[BioC] How to use DESeq to normalize and estimate variance in a RNAseq timecourse analysis

Marie Sémon marie.semon at ens-lyon.fr
Fri May 11 14:52:50 CEST 2012


Hi Wolfgang

We wanted first to determine a set of genes for which expression level 
differs statistically between at least one time point and the controls, 
because we need to estimate the whole set of genes regulated at some 
point or the other by the treatment. This is why we compared 
sequentially Ctr/T1 , Ctr/T2, Ctr/T3 etc... and then took the union of 
these five lists.

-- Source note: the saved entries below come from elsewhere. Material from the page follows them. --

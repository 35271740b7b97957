//! Test support for exercising the catalog API end to end.
//!
//! The real router is driven through `tower::ServiceExt::oneshot` against an
//! in-memory [`ProductStore`] and a recording uploader, so the suites cover
//! everything from multipart parsing down to filter evaluation without a
//! MongoDB or object-store deployment. The in-memory store reuses the typed
//! filter and update builders' reference evaluation, which is exactly the
//! semantics the MongoDB backend translates to BSON.

#![cfg_attr(not(test), forbid(unsafe_code))]
#![allow(clippy::expect_used)]

use std::sync::Arc;
use std::sync::Mutex;
use std::sync::atomic::{AtomicU64, Ordering};

use async_trait::async_trait;
use axum::Router;
use axum::body::Body;
use axum::http::{Request, StatusCode, header};
use chrono::Utc;
use secrecy::SecretString;
use tower::ServiceExt;
use url::Url;

use kirana_catalog::config::{CatalogConfig, StorageConfig};
use kirana_catalog::db::{ProductStore, StoreError};
use kirana_catalog::models::{NewProduct, ProductFilter, ProductRecord, ProductUpdate};
use kirana_catalog::routes;
use kirana_catalog::services::{BlobUploader, UploadError, UploadedFile};
use kirana_catalog::state::AppState;
use kirana_core::ProductId;

// =============================================================================
// Store and uploader doubles
// =============================================================================

/// In-memory [`ProductStore`] using the reference evaluation of the typed
/// filter and update builders.
#[derive(Default)]
pub struct InMemoryProductStore {
    records: Mutex<Vec<ProductRecord>>,
    next_id: AtomicU64,
}

impl InMemoryProductStore {
    fn next_id(&self) -> ProductId {
        let n = self.next_id.fetch_add(1, Ordering::Relaxed) + 1;
        ProductId::parse(&format!("{n:024x}")).expect("generated id is valid hex")
    }

    /// Snapshot of every record, soft-deleted ones included.
    #[must_use]
    pub fn records(&self) -> Vec<ProductRecord> {
        self.records.lock().expect("store mutex poisoned").clone()
    }
}

#[async_trait]
impl ProductStore for InMemoryProductStore {
    async fn find(&self, filter: ProductFilter) -> Result<Vec<ProductRecord>, StoreError> {
        let records = self.records.lock().expect("store mutex poisoned");
        let mut found: Vec<ProductRecord> = records
            .iter()
            .filter(|record| filter.matches(record))
            .cloned()
            .collect();
        filter.sort_records(&mut found);
        Ok(found)
    }

    async fn find_one(&self, filter: ProductFilter) -> Result<Option<ProductRecord>, StoreError> {
        let records = self.records.lock().expect("store mutex poisoned");
        Ok(records.iter().find(|record| filter.matches(record)).cloned())
    }

    async fn create(&self, product: NewProduct) -> Result<ProductRecord, StoreError> {
        let now = Utc::now();
        let record = ProductRecord {
            id: self.next_id(),
            title: product.title,
            description: product.description,
            price: product.price,
            currency_id: product.currency_id,
            currency_format: product.currency_format,
            is_free_shipping: product.is_free_shipping,
            style: product.style,
            installments: product.installments,
            available_sizes: product.available_sizes,
            product_image: product.product_image,
            is_deleted: false,
            deleted_at: None,
            created_at: now,
            updated_at: now,
        };

        self.records
            .lock()
            .expect("store mutex poisoned")
            .push(record.clone());
        Ok(record)
    }

    async fn find_one_and_update(
        &self,
        filter: ProductFilter,
        update: ProductUpdate,
    ) -> Result<Option<ProductRecord>, StoreError> {
        let mut records = self.records.lock().expect("store mutex poisoned");
        let Some(record) = records.iter_mut().find(|record| filter.matches(record)) else {
            return Ok(None);
        };

        update.apply(record, Utc::now());
        Ok(Some(record.clone()))
    }

    async fn ping(&self) -> Result<(), StoreError> {
        Ok(())
    }
}

/// Uploader double answering deterministic URLs and recording every call.
#[derive(Default)]
pub struct RecordingUploader {
    uploads: Mutex<Vec<String>>,
}

impl RecordingUploader {
    /// Filenames uploaded so far, in call order.
    #[must_use]
    pub fn uploads(&self) -> Vec<String> {
        self.uploads.lock().expect("uploader mutex poisoned").clone()
    }
}

#[async_trait]
impl BlobUploader for RecordingUploader {
    async fn upload(&self, file: &UploadedFile) -> Result<String, UploadError> {
        self.uploads
            .lock()
            .expect("uploader mutex poisoned")
            .push(file.filename.clone());
        Ok(format!("https://cdn.test/products/{}", file.filename))
    }
}

// =============================================================================
// App wiring
// =============================================================================

/// Configuration stub; nothing in it is dialed during tests.
fn test_config() -> CatalogConfig {
    CatalogConfig {
        database_url: SecretString::from("mongodb://localhost:27017"),
        database_name: "kirana_test".to_string(),
        host: "127.0.0.1".parse().expect("valid host"),
        port: 0,
        storage: StorageConfig {
            endpoint: Url::parse("https://storage.test").expect("valid url"),
            bucket: "images".to_string(),
            access_token: SecretString::from("gT4#qz8!Wn1@pL6^kR3&"),
            public_base_url: "https://storage.test/images".to_string(),
        },
    }
}

/// The catalog router wired to fresh in-memory doubles.
#[must_use]
pub fn test_app() -> (Router, Arc<InMemoryProductStore>, Arc<RecordingUploader>) {
    let store = Arc::new(InMemoryProductStore::default());
    let uploader = Arc::new(RecordingUploader::default());
    let state = AppState::new(test_config(), store.clone(), uploader.clone());
    let app = routes::routes().with_state(state);
    (app, store, uploader)
}

// =============================================================================
// Requests
// =============================================================================

const BOUNDARY: &str = "kirana-test-boundary";

/// Builder for `multipart/form-data` request bodies.
#[derive(Debug, Default)]
pub struct MultipartForm {
    body: Vec<u8>,
}

impl MultipartForm {
    #[must_use]
    pub fn new() -> Self {
        Self::default()
    }

    /// Append a text field.
    #[must_use]
    pub fn text(mut self, name: &str, value: &str) -> Self {
        self.body.extend_from_slice(
            format!(
                "--{BOUNDARY}\r\nContent-Disposition: form-data; name=\"{name}\"\r\n\r\n{value}\r\n"
            )
            .as_bytes(),
        );
        self
    }

    /// Append a file part.
    #[must_use]
    pub fn file(mut self, name: &str, filename: &str, content_type: &str, bytes: &[u8]) -> Self {
        self.body.extend_from_slice(
            format!(
                "--{BOUNDARY}\r\nContent-Disposition: form-data; name=\"{name}\"; filename=\"{filename}\"\r\nContent-Type: {content_type}\r\n\r\n"
            )
            .as_bytes(),
        );
        self.body.extend_from_slice(bytes);
        self.body.extend_from_slice(b"\r\n");
        self
    }

    /// Finish the body; returns the content-type header value and the bytes.
    #[must_use]
    pub fn build(mut self) -> (String, Vec<u8>) {
        self.body
            .extend_from_slice(format!("--{BOUNDARY}--\r\n").as_bytes());
        (
            format!("multipart/form-data; boundary={BOUNDARY}"),
            self.body,
        )
    }
}

/// Build a multipart request for the given method and uri.
#[must_use]
pub fn multipart_request(method: &str, uri: &str, form: MultipartForm) -> Request<Body> {
    let (content_type, body) = form.build();
    Request::builder()
        .method(method)
        .uri(uri)
        .header(header::CONTENT_TYPE, content_type)
        .body(Body::from(body))
        .expect("valid request")
}

/// Build a body-less request (GET/DELETE).
#[must_use]
pub fn bare_request(method: &str, uri: &str) -> Request<Body> {
    Request::builder()
        .method(method)
        .uri(uri)
        .body(Body::empty())
        .expect("valid request")
}

/// Drive one request through the router and decode the JSON body.
pub async fn send(app: &Router, request: Request<Body>) -> (StatusCode, serde_json::Value) {
    let response = app.clone().oneshot(request).await.expect("infallible");
    let status = response.status();
    let bytes = axum::body::to_bytes(response.into_body(), usize::MAX)
        .await
        .expect("readable body");
    let body = if bytes.is_empty() {
        serde_json::Value::Null
    } else {
        serde_json::from_slice(&bytes).expect("json body")
    };
    (status, body)
}

// =============================================================================
// Payloads
// =============================================================================

/// A create payload with every mandatory field; drop or tweak fields, then
/// call [`ProductPayload::into_form`].
#[derive(Debug, Clone)]
pub struct ProductPayload {
    pub title: Option<String>,
    pub description: Option<String>,
    pub price: Option<String>,
    pub currency_id: Option<String>,
    pub currency_format: Option<String>,
    pub available_sizes: Option<String>,
    pub is_free_shipping: Option<String>,
    pub style: Option<String>,
    pub installments: Option<String>,
    /// `(filename, content type)` pairs, each sent as a `productImage` part.
    pub files: Vec<(String, String)>,
}

impl ProductPayload {
    /// The reference valid payload with one attached image.
    #[must_use]
    pub fn valid(title: &str) -> Self {
        Self {
            title: Some(title.to_string()),
            description: Some("Cotton shirt".to_string()),
            price: Some("19.5".to_string()),
            currency_id: Some("INR".to_string()),
            currency_format: Some("₹".to_string()),
            available_sizes: Some("s, m".to_string()),
            is_free_shipping: None,
            style: None,
            installments: None,
            files: vec![("shirt.png".to_string(), "image/png".to_string())],
        }
    }

    #[must_use]
    pub fn price(mut self, price: &str) -> Self {
        self.price = Some(price.to_string());
        self
    }

    #[must_use]
    pub fn sizes(mut self, sizes: &str) -> Self {
        self.available_sizes = Some(sizes.to_string());
        self
    }

    /// Drop a mandatory field (or `"file"` for the image).
    #[must_use]
    pub fn without(mut self, field: &str) -> Self {
        match field {
            "title" => self.title = None,
            "description" => self.description = None,
            "price" => self.price = None,
            "currencyId" => self.currency_id = None,
            "currencyFormat" => self.currency_format = None,
            "availableSizes" => self.available_sizes = None,
            "file" => self.files.clear(),
            other => panic!("unknown payload field: {other}"),
        }
        self
    }

    /// Render the payload into a multipart form.
    #[must_use]
    pub fn into_form(self) -> MultipartForm {
        let mut form = MultipartForm::new();
        if let Some(v) = &self.title {
            form = form.text("title", v);
        }
        if let Some(v) = &self.description {
            form = form.text("description", v);
        }
        if let Some(v) = &self.price {
            form = form.text("price", v);
        }
        if let Some(v) = &self.currency_id {
            form = form.text("currencyId", v);
        }
        if let Some(v) = &self.currency_format {
            form = form.text("currencyFormat", v);
        }
        if let Some(v) = &self.available_sizes {
            form = form.text("availableSizes", v);
        }
        if let Some(v) = &self.is_free_shipping {
            form = form.text("isFreeShipping", v);
        }
        if let Some(v) = &self.style {
            form = form.text("style", v);
        }
        if let Some(v) = &self.installments {
            form = form.text("installments", v);
        }
        for (filename, content_type) in &self.files {
            form = form.file("productImage", filename, content_type, b"fake image bytes");
        }
        form
    }
}

/// Create a product through the API, asserting success, and return its id.
pub async fn create_product(app: &Router, payload: ProductPayload) -> String {
    let (status, body) = send(
        app,
        multipart_request("POST", "/products", payload.into_form()),
    )
    .await;
    assert_eq!(status, StatusCode::CREATED, "create failed: {body}");
    body["data"]["_id"]
        .as_str()
        .expect("created record id")
        .to_string()
}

We performed this kind of analysis because we thought 
that in DESeq it is not possible to test wether a gene is deregulated 
over the whole time series experiment. But perhaps are we wrong here?

 >While each time point does not have a replicate, if the biological 
signal that you are interested in appears and disappears at rates lower 
than the sampling time >interval, you can still get an idea about some 
of the variability in the data, e.g. by fitting a trend and looking at 
the residuals.
I'm sorry but I have not understood your suggestion here...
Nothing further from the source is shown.